I have 2 as well. I cut the cord 3 years ago. Never looked back after buying the Pi. I have been having a hard time with Xbian lately. Version 15.1 is killing me. I went beck to 14.2. I bought a PiFi Digi+, I cant seem to get it running. I think I am going to try Openelect. I read the drivers are in the builds. The reason for the PiFi was to try and get SPDIF out to my 5.1 turtle beach headphones while the kiddo and wife are sleeping. I just purchased a NAD 787, come to think of If, I might look to see if I can get the optical out on the receiver to send what ever is coming into it via HDMI from the Pi. 

Anyone get the PiFi Digi+ running on Xbian?


----------



## Sirclive (Aug 26, 2015)

Im using openelec no problems, ive learned if its not broken dont fix it eg i wait for openelec to do any updates


----------



## Sirclive (Aug 26, 2015)

Www.dx.com have a dac that converts hdmi to spdif


----------



## jdheltne (Jan 10, 2016)

I have several Raspberry Pis, all 3 versions, and tried pretty much all the flavors out of there and for me, which my goal was to make them an endpoint for all my DVDs (500+, home movies, music, etc..,) and I settled on Plex Media Server (I like a central index and the fact it can do real time decoding) and then, RasPlex worked the best for me. I dont like XBMC because I dont like the multi indexes, it seemed very dumb to me to maintain and have to sync each index with each other one and XMBC seems bloated to me compared to RasPlex. In addition, some of my RaspPi are using hard ethernet connections and some on WIFI (I have 3 networks at tte house, a media network, a business network and a play around network and use seperate VLANs for them. This has not given me any issues once I separated the network traffic as far as drops and such goes, and I have a 4200 sqft house, so its got a ways to go sometimes. I definitely tweeked the config.txt file for gpu_mem, freq, over_voltage, turbo, hdmi, overscan, boot_delay. I run it off a USB Key drive, also tweeked the advancedsettings.xml file, cmdline.txt file, andguisettings.xml, and keymap.xml. I also added some custom scripts to force updates, sync time with NTP on boot, , and added several addons. and did a lot of trial and error on what skins I used. I also have this all tied in to my ISY994 automation system via iRule on my tablet as well, and it works great and has been running for 2-3 years now. The only thing I really want to do to it is replace my Plex server with a more powerful system and add more disks.


----------



## Anthony Doman (Feb 22, 2014)

In my quest for a media player that was well nigh invisible and had low power requirements, I started off messing around with a Pi B running the standard Raspbian OS, just to get a feel for how it would fit into a streaming setup. (I am really only interested in audio, but in time video will follow.) I piped the Pi's output through its analogue headphone out socket directly to my audio system. The idea was to run the Pi headless, using the VLC remote app in its paid-for version, which allows file browsing. Sadly, there are enough unwelcome audio artefacts - hisses, pops - to make this not acceptable for anything that aspires to be an audiophile solution! Although there are USB audio interfaces/DACs that would provide better sound quality, my own audio interface doesn't, well, interface with Linux.
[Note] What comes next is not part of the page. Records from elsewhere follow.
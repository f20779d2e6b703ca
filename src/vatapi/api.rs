//! # API Facade
//!
//! The API layer is a **thin facade** over the command layer and the single
//! entry point for every vatapi operation, whatever the UI.
//!
//! The facade:
//! - **Dispatches** to the appropriate command function
//! - **Owns** the configuration store and the service client
//! - **Returns structured types** (`Result<CmdResult>`)
//!
//! It never prints, never exits and never decides how a result looks on
//! screen.
//!
//! ## Generic Over Store and Service
//!
//! `VatApi<S: ConfigStore, V: VatService>`:
//! - Production: `VatApi<FileConfigStore, HttpVatService>`
//! - Testing: `VatApi<InMemoryConfigStore, RecordingService>`

use crate::commands;
use crate::commands::config::ConfigAction;
use crate::config::ConfigKey;
use crate::error::Result;
use crate::service::{CalculationRequest, VatService};
use crate::store::ConfigStore;

pub use crate::commands::{CmdMessage, CmdResult, Payload};

pub struct VatApi<S: ConfigStore, V: VatService> {
    store: S,
    service: V,
}

impl<S: ConfigStore, V: VatService> VatApi<S, V> {
    pub fn new(store: S, service: V) -> Self {
        Self { store, service }
    }

    pub fn service(&self) -> &V {
        &self.service
    }

    pub fn is_configured(&self) -> bool {
        self.store.is_configured()
    }

    pub fn set_api_key(&mut self, api_key: Option<String>) -> Result<CmdResult> {
        commands::config::run(&mut self.store, ConfigAction::Set(ConfigKey::ApiKey, api_key))
    }

    pub fn show_config(&mut self) -> Result<CmdResult> {
        commands::config::run(&mut self.store, ConfigAction::Show)
    }

    pub fn clear_config(&mut self) -> Result<CmdResult> {
        commands::config::run(&mut self.store, ConfigAction::Clear)
    }

    pub fn validate_vat_number(&self, vat_number: &str) -> Result<CmdResult> {
        commands::vat::validate(&self.store, &self.service, vat_number)
    }

    pub fn country_rates(&self, country_code: &str) -> Result<CmdResult> {
        commands::rates::country(&self.store, &self.service, country_code)
    }

    pub fn all_country_rates(&self) -> Result<CmdResult> {
        commands::rates::all(&self.store, &self.service)
    }

    pub fn rates_by_ip(&self, ip_address: Option<&str>) -> Result<CmdResult> {
        commands::ip::lookup(&self.store, &self.service, ip_address)
    }

    pub fn calculate_vat(&self, request: &CalculationRequest) -> Result<CmdResult> {
        commands::calculate::vat(&self.store, &self.service, request)
    }
}

#[cfg(test)]
mod tests {
    use super::*;
    use crate::error::VatApiError;
    use crate::store::memory::InMemoryConfigStore;
    use crate::test_utils::RecordingService;
    use serde_json::json;

    fn api(key: &str) -> VatApi<InMemoryConfigStore, RecordingService> {
        VatApi::new(
            InMemoryConfigStore::with_api_key(key),
            RecordingService::responding(json!({})),
        )
    }

    #[test]
    fn dispatches_each_operation() {
        let api = api("k");
        api.validate_vat_number("GB1").unwrap();
        api.country_rates("DE").unwrap();
        api.all_country_rates().unwrap();
        api.rates_by_ip(Some("1.2.3.4")).unwrap();
        api.calculate_vat(&CalculationRequest {
            country_code: None,
            price: Some("10".into()),
            vat_rate: Some("21".into()),
        })
        .unwrap();

        assert_eq!(
            api.service().calls(),
            vec![
                "validate_vat_number(GB1)",
                "country_rates(DE)",
                "all_country_rates()",
                "rates_by_ip(1.2.3.4)",
                "calculate_vat(price=10&rate=21)",
            ]
        );
    }

    #[test]
    fn every_remote_operation_requires_configuration() {
        let api = api("");
        let request = CalculationRequest {
            price: Some("10".into()),
            ..Default::default()
        };
        let outcomes = [
            api.validate_vat_number("GB1"),
            api.country_rates("DE"),
            api.all_country_rates(),
            api.rates_by_ip(None),
            api.calculate_vat(&request),
        ];

        for outcome in outcomes {
            assert!(matches!(outcome, Err(VatApiError::NotConfigured)));
        }
        assert!(api.service().calls().is_empty());
    }

    #[test]
    fn config_commands_work_without_a_key() {
        let mut api = api("");
        api.show_config().unwrap();
        api.set_api_key(Some("new-key".into())).unwrap();
        assert!(api.is_configured());
        api.clear_config().unwrap();
        assert!(!api.is_configured());
        assert!(api.service().calls().is_empty());
    }
}
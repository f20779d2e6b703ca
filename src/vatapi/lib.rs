//! # vatapi Architecture
//!
//! vatapi is a command-line client for the VAT API (VAT number validation,
//! country rates, IP-based rates and VAT calculation). The library holds every
//! piece of behavior; the binary only parses arguments and draws output.
//!
//! ## Layers
//!
//! ```text
//! ┌─────────────────────────────────────────────────────────────┐
//! │  CLI Layer (cli/, wired by main.rs)                         │
//! │  - Parses arguments, renders tables/reports/JSON            │
//! │  - The ONLY place that knows about stdout/stderr/exit codes │
//! └─────────────────────────────────────────────────────────────┘
//!                              │
//!                              ▼
//! ┌─────────────────────────────────────────────────────────────┐
//! │  API Layer (api.rs)                                         │
//! │  - Thin facade over commands, owns store and service        │
//! └─────────────────────────────────────────────────────────────┘
//!                              │
//!                              ▼
//! ┌─────────────────────────────────────────────────────────────┐
//! │  Command Layer (commands/*.rs)                              │
//! │  - Configuration precondition, input checks                 │
//! │  - Projects raw responses into typed models                 │
//! └─────────────────────────────────────────────────────────────┘
//!                    │                         │
//!                    ▼                         ▼
//! ┌──────────────────────────────┐ ┌────────────────────────────┐
//! │  Service Layer (service/)    │ │  Store Layer (store/)      │
//! │  - VatService trait          │ │  - ConfigStore trait       │
//! │  - HTTP client, error        │ │  - FileConfigStore,        │
//! │    normalization             │ │    InMemoryConfigStore     │
//! └──────────────────────────────┘ └────────────────────────────┘
//! ```
//!
//! ## Key Principle: No I/O Assumptions in Core
//!
//! From `api.rs` inward, code returns `Result<CmdResult>` and never writes to
//! stdout/stderr or calls `std::process::exit`. Errors travel as
//! [`error::VatApiError`] up to `main`, which prints one failure line and
//! exits with status 1.
//!
//! ## Module Overview
//!
//! - [`api`]: The API facade
//! - [`commands`]: Logic for each command
//! - [`service`]: Remote VAT API client
//! - [`store`]: Configuration persistence
//! - [`model`]: Typed response projections and display fallbacks
//! - [`config`]: Configuration profile and environment overrides
//! - [`error`]: Error taxonomy

pub mod api;
pub mod commands;
pub mod config;
pub mod error;
pub mod model;
pub mod service;
pub mod store;

#[cfg(any(test, feature = "test_utils"))]
pub mod test_utils;
use super::helpers::{project, require_configured};
use crate::commands::{CmdResult, Payload};
use crate::error::Result;
use crate::service::VatService;
use crate::store::ConfigStore;

pub fn lookup<S: ConfigStore, V: VatService>(
    store: &S,
    service: &V,
    ip_address: Option<&str>,
) -> Result<CmdResult> {
    require_configured(store)?;
    let raw = service.rates_by_ip(ip_address)?;
    let result = project(&raw);

    Ok(CmdResult::default()
        .with_payload(Payload::IpLookup {
            ip_address: ip_address.map(str::to_string),
            result,
        })
        .with_raw(raw))
}

#[cfg(test)]
mod tests {
    use super::*;
    use crate::error::VatApiError;
    use crate::store::memory::InMemoryConfigStore;
    use crate::test_utils::RecordingService;
    use serde_json::json;

    #[test]
    fn lookup_without_address() {
        let store = InMemoryConfigStore::with_api_key("k");
        let service = RecordingService::responding(json!({"country_code": "NL"}));

        let result = lookup(&store, &service, None).unwrap();
        assert_eq!(service.calls(), vec!["rates_by_ip(-)"]);
        match result.payload {
            Some(Payload::IpLookup { ip_address, result }) => {
                assert_eq!(ip_address, None);
                assert_eq!(result.ip_or(ip_address.as_deref()), "auto-detected");
                assert_eq!(result.country_code_display(), "NL");
            }
            other => panic!("unexpected payload: {other:?}"),
        }
    }

    #[test]
    fn lookup_with_address() {
        let store = InMemoryConfigStore::with_api_key("k");
        let service = RecordingService::responding(json!({}));

        lookup(&store, &service, Some("81.2.69.160")).unwrap();
        assert_eq!(service.calls(), vec!["rates_by_ip(81.2.69.160)"]);
    }

    #[test]
    fn unconfigured_makes_no_call() {
        let store = InMemoryConfigStore::new();
        let service = RecordingService::responding(json!({}));

        assert!(matches!(
            lookup(&store, &service, None),
            Err(VatApiError::NotConfigured)
        ));
        assert!(service.calls().is_empty());
    }
}
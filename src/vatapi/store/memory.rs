use super::ConfigStore;
use crate::config::{ConfigKey, VatApiConfig};
use crate::error::Result;

#[derive(Debug, Default)]
pub struct InMemoryConfigStore {
    config: VatApiConfig,
}

impl InMemoryConfigStore {
    pub fn new() -> Self {
        Self::default()
    }

    pub fn with_api_key(api_key: &str) -> Self {
        Self {
            config: VatApiConfig {
                api_key: api_key.to_string(),
            },
        }
    }
}

impl ConfigStore for InMemoryConfigStore {
    fn get(&self, key: ConfigKey) -> String {
        self.config.get(key).to_string()
    }

    fn set(&mut self, key: ConfigKey, value: &str) -> Result<()> {
        self.config.set(key, value);
        Ok(())
    }

    fn clear(&mut self) -> Result<()> {
        self.config = VatApiConfig::default();
        Ok(())
    }

    fn all(&self) -> VatApiConfig {
        self.config.clone()
    }
}

#[cfg(test)]
mod tests {
    use super::*;

    #[test]
    fn empty_key_is_not_configured() {
        let store = InMemoryConfigStore::with_api_key("");
        assert!(!store.is_configured());
    }

    #[test]
    fn any_non_empty_key_is_configured() {
        for key in ["k", " ", "a-long-secret-value"] {
            let store = InMemoryConfigStore::with_api_key(key);
            assert!(store.is_configured(), "key {:?}", key);
        }
    }

    #[test]
    fn clear_always_unconfigures() {
        for key in ["", "k", "secret"] {
            let mut store = InMemoryConfigStore::with_api_key(key);
            store.clear().unwrap();
            assert!(!store.is_configured());
            assert_eq!(store.get(ConfigKey::ApiKey), "");
        }
    }

    #[test]
    fn set_then_get() {
        let mut store = InMemoryConfigStore::new();
        store.set(ConfigKey::ApiKey, "abc").unwrap();
        assert_eq!(store.get(ConfigKey::ApiKey), "abc");
        assert_eq!(store.all().api_key, "abc");
    }
}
Recently I replaced all of that with a Pi 3 and HifiBerry DAC+. Sound quality is superb. It streams from network storage, direct-connected storage such as a USB drive and cloud-based services such as Web radio Tidal. At first I used Volumio as the OS - based on the HifiBerry setup procedure. This seemed to work fine and was easily managed using BubbleUPnP. For interest's sake I tried out Rune, which is similar to Volumio - I understand there was a common development team - and have stuck with Rune, which by the way seems to have a more comprehensive dashboard for . 

The current arrangement is Android device with BubbleUPnP, streaming wirelessly to the network and via ethernet to the Pi3/Hifiberry, running Rune. This connects by standard RCA to my analogue audio system.


----------